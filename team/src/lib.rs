use thiserror::Error;

pub mod dex;
pub mod natures;
pub mod spec;

pub use dex::{Dex, DexMove, DexSpecies, strip};
pub use natures::{NATURES, valid_nature};
pub use spec::{PokemonSpec, Stats, pack_team};

#[derive(Error, Debug)]
pub enum TeamError {
    #[error("no {kind} found matching '{id}'")]
    NotFound { kind: &'static str, id: String },

    #[error("invalid pokemon spec: {0}")]
    InvalidSpec(String),

    #[error("unreadable dex data: {0}")]
    BadData(#[from] serde_json::Error),

    #[error("unreadable dex file: {0}")]
    Io(#[from] std::io::Error),
}
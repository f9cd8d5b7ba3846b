//! Common error types for DevTasks.

use thiserror::Error;

/// Top-level error type for DevTasks operations.
#[derive(Debug, Error)]
pub enum Error {
    /// Local persistence read or write failed.
    #[error("Storage error: {0}")]
    Storage(String),

    /// Network transport failed or the remote returned a non-success status.
    #[error("Network error: {0}")]
    Network(String),

    /// I/O operation failed.
    #[error("I/O error: {0}")]
    Io(#[from] std::io::Error),

    /// Serialization or deserialization failed.
    #[error("Serialization error: {0}")]
    Serialization(String),

    /// Invalid input provided.
    #[error("Invalid input: {0}")]
    InvalidInput(String),

    /// Resource not found.
    #[error("Not found: {0}")]
    NotFound(String),
}

/// Result type alias using the common Error.
pub type Result<T> = std::result::Result<T, Error>;
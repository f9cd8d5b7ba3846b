//! Background sync scheduling: startup, interval, and foreground triggers.

use std::sync::Arc;
use std::time::Duration;
use tokio::sync::mpsc;
use tokio::task::JoinHandle;
use tokio::time::{interval, MissedTickBehavior};
use tracing::{debug, info, warn};

use crate::engine::{SyncEngine, SyncOutcome};

/// Trigger sources feeding the scheduler.
#[derive(Debug)]
enum SyncTrigger {
    /// App moved to the foreground.
    Foreground,
    /// Stop the background task.
    Shutdown,
}

/// Drives the engine from a background task.
///
/// Startup triggers a flush followed by a pull; the fixed interval and
/// foreground transitions trigger a flush, falling back to a pull when the
/// queue is empty. Overlap between triggers is resolved by the engine's
/// single-flight guard, not here.
pub struct SyncScheduler {
    tx: mpsc::Sender<SyncTrigger>,
    task: JoinHandle<()>,
}

impl SyncScheduler {
    /// Spawn the scheduler over a shared engine.
    pub fn spawn(engine: Arc<SyncEngine>, every: Duration) -> Self {
        let (tx, rx) = mpsc::channel(16);
        let task = tokio::spawn(run_loop(engine, every, rx));
        Self { tx, task }
    }

    /// Report an app-foreground transition.
    pub async fn notify_foreground(&self) {
        if self.tx.send(SyncTrigger::Foreground).await.is_err() {
            warn!("scheduler is not running, foreground trigger dropped");
        }
    }

    /// Stop the background task and wait for it to finish.
    pub async fn shutdown(self) {
        let _ = self.tx.send(SyncTrigger::Shutdown).await;
        let _ = self.task.await;
    }
}

async fn run_loop(engine: Arc<SyncEngine>, every: Duration, mut rx: mpsc::Receiver<SyncTrigger>) {
    info!("sync scheduler started");

    // Startup: drain whatever queued up offline, then reconcile.
    let outcome = engine.flush().await;
    debug!("startup trigger: flush -> {outcome:?}");
    let outcome = engine.pull().await;
    debug!("startup trigger: pull -> {outcome:?}");

    let mut ticker = interval(every);
    ticker.set_missed_tick_behavior(MissedTickBehavior::Delay);
    ticker.tick().await; // consume the immediate first tick

    loop {
        tokio::select! {
            _ = ticker.tick() => {
                sync_once(&engine, "interval").await;
            }
            trigger = rx.recv() => match trigger {
                Some(SyncTrigger::Foreground) => {
                    sync_once(&engine, "foreground").await;
                }
                Some(SyncTrigger::Shutdown) | None => {
                    info!("sync scheduler shutting down");
                    break;
                }
            }
        }
    }
}

/// Flush pending operations; with nothing queued, pull instead.
async fn sync_once(engine: &SyncEngine, trigger: &str) {
    match engine.flush().await {
        SyncOutcome::QueueEmpty => {
            let outcome = engine.pull().await;
            debug!("{trigger} trigger: queue empty, pull -> {outcome:?}");
        }
        outcome => {
            debug!("{trigger} trigger: flush -> {outcome:?}");
        }
    }
}
//! DevTasks Sync Engine
//!
//! This module reconciles offline task mutations with the remote
//! authoritative service:
//! - Durable operation queue flushed as a single batch
//! - Last-writer-wins merge shared by the flush and pull paths
//! - Single-flight guard coalescing concurrent triggers
//! - Background scheduling for startup, interval, and foreground triggers

pub mod engine;
pub mod merge;
pub mod remote;
pub mod scheduler;

// Re-export main types
pub use engine::{SyncEngine, SyncOutcome};
pub use merge::merge;
pub use remote::{HttpRemote, RemoteService};
pub use scheduler::SyncScheduler;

Aim of the task —
In the entries above, the lines between the one holding "ticker.tick().await; // consume" and the one holding "and pull paths", inclusive, are to be printed exactly as written, and those alone.

Exercise answer —
    ticker.tick().await; // consume the immediate first tick

    loop {
        tokio::select! {
            _ = ticker.tick() => {
                sync_once(&engine, "interval").await;
            }
            trigger = rx.recv() => match trigger {
                Some(SyncTrigger::Foreground) => {
                    sync_once(&engine, "foreground").await;
                }
                Some(SyncTrigger::Shutdown) | None => {
                    info!("sync scheduler shutting down");
                    break;
                }
            }
        }
    }
}

/// Flush pending operations; with nothing queued, pull instead.
async fn sync_once(engine: &SyncEngine, trigger: &str) {
    match engine.flush().await {
        SyncOutcome::QueueEmpty => {
            let outcome = engine.pull().await;
            debug!("{trigger} trigger: queue empty, pull -> {outcome:?}");
        }
        outcome => {
            debug!("{trigger} trigger: flush -> {outcome:?}");
        }
    }
}
//! DevTasks Sync Engine
//!
//! This module reconciles offline task mutations with the remote
//! authoritative service:
//! - Durable operation queue flushed as a single batch
//! - Last-writer-wins merge shared by the flush and pull paths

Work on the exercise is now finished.